La banda porta la sua “musica arrabbiata” in tante manifestazioni, sia in Italia, sia all’estero: nel febbraio 2023 erano al carnevale di Évian-les-Bains, in Francia, un evento di ritrovo e festeggiamenti per le allegorie europee.

Passeggiando per il centro della città, in un momento in cui si cerca tranquillità dai festeggiamenti, ci si imbatte nel Vulòn, la maschera tradizionale del Carnevale fanese. “Il Vulòn rappresenta Fano, è vestito un po’ da romano e un po’ come nel medioevo, perché Fano ha le mura sia romane che medievali, poi ha delle piume di pavone perché il Vulòn si pavoneggia. È un po’ il capitano della commedia dell’arte, ad esempio, se venisse a Urbino direbbe che Raffaello l’ha inventato lui”, spiega Giammarioli. Dal 2019 è entrato nel centro coordinamento maschere italiane e sta così viaggiando in tutta Italia per farsi conoscere. “Visto che è “vulone” (termine intraducibile in italiano, ma che definisce un personaggio un po’ sbruffone e arrogante ndr), vuole diventare famoso come Arlecchino”, conclude la presidente dell’Ente carnevalesca.

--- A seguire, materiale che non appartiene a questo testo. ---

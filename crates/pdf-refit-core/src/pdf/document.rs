use std::path::Path;

use lopdf::{Dictionary, Document, Object, ObjectId};

use crate::error::{Error, Result};
use crate::source::SourceRole;

/// A parsed PDF document tied to the input role it was loaded for.
///
/// All failures raised through this type carry the role's error code, so the
/// caller always knows whether the content or the style file is at fault.
pub struct LoadedDocument {
    doc: Document,
    role: SourceRole,
    page_count: usize,
}

impl LoadedDocument {
    /// Parse a PDF from bytes.
    ///
    /// Fails with the role's parse error for malformed buffers and with the
    /// role's empty error for documents without pages.
    pub fn from_bytes(bytes: &[u8], role: SourceRole) -> Result<Self> {
        let doc = Document::load_mem(bytes).map_err(|e| Error::parse(role, e.to_string()))?;

        let page_count = doc.get_pages().len();
        if page_count == 0 {
            return Err(Error::empty(role));
        }

        Ok(Self {
            doc,
            role,
            page_count,
        })
    }

    /// Read and parse a PDF from a file path.
    pub fn from_file(path: impl AsRef<Path>, role: SourceRole) -> Result<Self> {
        let bytes = std::fs::read(path.as_ref()).map_err(|e| {
            Error::read(role, format!("{}: {e}", path.as_ref().display()))
        })?;
        Self::from_bytes(&bytes, role)
    }

    /// Number of pages, always >= 1.
    #[must_use]
    pub const fn page_count(&self) -> usize {
        self.page_count
    }

    #[must_use]
    pub const fn role(&self) -> SourceRole {
        self.role
    }

    /// Page object ids in original document order.
    #[must_use]
    pub fn page_ids(&self) -> Vec<ObjectId> {
        self.doc.get_pages().values().copied().collect()
    }

    /// Media box of a page as `[x0, y0, x1, y1]` in points.
    ///
    /// Walks the parent chain for inherited boxes; falls back to US Letter
    /// when no MediaBox exists anywhere.
    pub fn page_media_box(&self, page_id: ObjectId) -> Result<[f32; 4]> {
        let page = self
            .doc
            .get_dictionary(page_id)
            .map_err(|e| Error::parse(self.role, format!("missing page object: {e}")))?;
        Ok(media_box(&self.doc, page))
    }

    /// Width and height of a page in points.
    pub fn page_size(&self, page_id: ObjectId) -> Result<(f32, f32)> {
        let mb = self.page_media_box(page_id)?;
        Ok((mb[2] - mb[0], mb[3] - mb[1]))
    }

    /// Width and height of the first page in points.
    pub fn first_page_size(&self) -> Result<(f32, f32)> {
        let first = self
            .page_ids()
            .into_iter()
            .next()
            .ok_or_else(|| Error::empty(self.role))?;
        self.page_size(first)
    }

    /// Access to the underlying lopdf document for composition.
    pub(crate) const fn document(&self) -> &Document {
        &self.doc
    }
}

impl std::fmt::Debug for LoadedDocument {
    fn fmt(&self, f: &mut std::fmt::Formatter<'_>) -> std::fmt::Result {
        f.debug_struct("LoadedDocument")
            .field("role", &self.role)
            .field("page_count", &self.page_count)
            .finish()
    }
}

/// Resolve a page's media box, checking parents for inherited values.
fn media_box(doc: &Document, dict: &Dictionary) -> [f32; 4] {
    if let Ok(Object::Array(arr)) = dict.get(b"MediaBox")
        && arr.len() == 4
    {
        let values: Vec<f32> = arr
            .iter()
            .filter_map(|o| match o {
                #[allow(clippy::cast_precision_loss)]
                Object::Integer(i) => Some(*i as f32),
                Object::Real(r) => Some(*r),
                _ => None,
            })
            .collect();

        if values.len() == 4 {
            return [values[0], values[1], values[2], values[3]];
        }
    }

    if let Ok(Object::Reference(parent_id)) = dict.get(b"Parent")
        && let Ok(Object::Dictionary(parent)) = doc.get_object(*parent_id)
    {
        return media_box(doc, parent);
    }

    // Default to US Letter size
    [0.0, 0.0, 612.0, 792.0]
}

#[cfg(test)]
#[allow(clippy::unwrap_used)]
mod tests {
    use super::*;
    use crate::pdf::compose::tests::fixture_pdf;

    #[test]
    fn test_load_rejects_garbage() {
        let err = LoadedDocument::from_bytes(&[0, 1, 2, 3], SourceRole::Content).unwrap_err();
        assert!(matches!(err, Error::ContentParse(_)));

        let err = LoadedDocument::from_bytes(&[0, 1, 2, 3], SourceRole::Style).unwrap_err();
        assert!(matches!(err, Error::StyleParse(_)));
    }

    #[test]
    fn test_load_rejects_empty_buffer() {
        let err = LoadedDocument::from_bytes(&[], SourceRole::Content).unwrap_err();
        assert!(matches!(err, Error::ContentParse(_)));
    }

    #[test]
    fn test_page_count_and_order() {
        let bytes = fixture_pdf(&[(200.0, 100.0), (300.0, 150.0)]);
        let doc = LoadedDocument::from_bytes(&bytes, SourceRole::Content).unwrap();
        assert_eq!(doc.page_count(), 2);

        let ids = doc.page_ids();
        assert_eq!(doc.page_size(ids[0]).unwrap(), (200.0, 100.0));
        assert_eq!(doc.page_size(ids[1]).unwrap(), (300.0, 150.0));
    }

    #[test]
    fn test_zero_page_document_rejected() {
        let bytes = crate::pdf::compose::tests::empty_fixture_pdf();

        let err = LoadedDocument::from_bytes(&bytes, SourceRole::Content).unwrap_err();
        assert!(matches!(err, Error::ContentEmpty));

        let err = LoadedDocument::from_bytes(&bytes, SourceRole::Style).unwrap_err();
        assert!(matches!(err, Error::StyleEmpty));
    }

    #[test]
    fn test_first_page_size() {
        let bytes = fixture_pdf(&[(595.0, 842.0), (100.0, 100.0)]);
        let doc = LoadedDocument::from_bytes(&bytes, SourceRole::Style).unwrap();
        assert_eq!(doc.first_page_size().unwrap(), (595.0, 842.0));
    }
}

Mentre la folla festante si acquieta e defluisce dal viale dei festeggiamenti, la musica dei carri scompare e in fila indiana vanno verso i loro ricoveri, dove resteranno fino alla prossima domenica. La città di Fano continuerà a respirare l’aria (fritta, come i castagnoli, dolce tipico di questo periodo) del Carnevale fino al pomeriggio di martedì 13 febbraio, quando Piazza XX settembre sarà illuminata dal rogo del Pupo.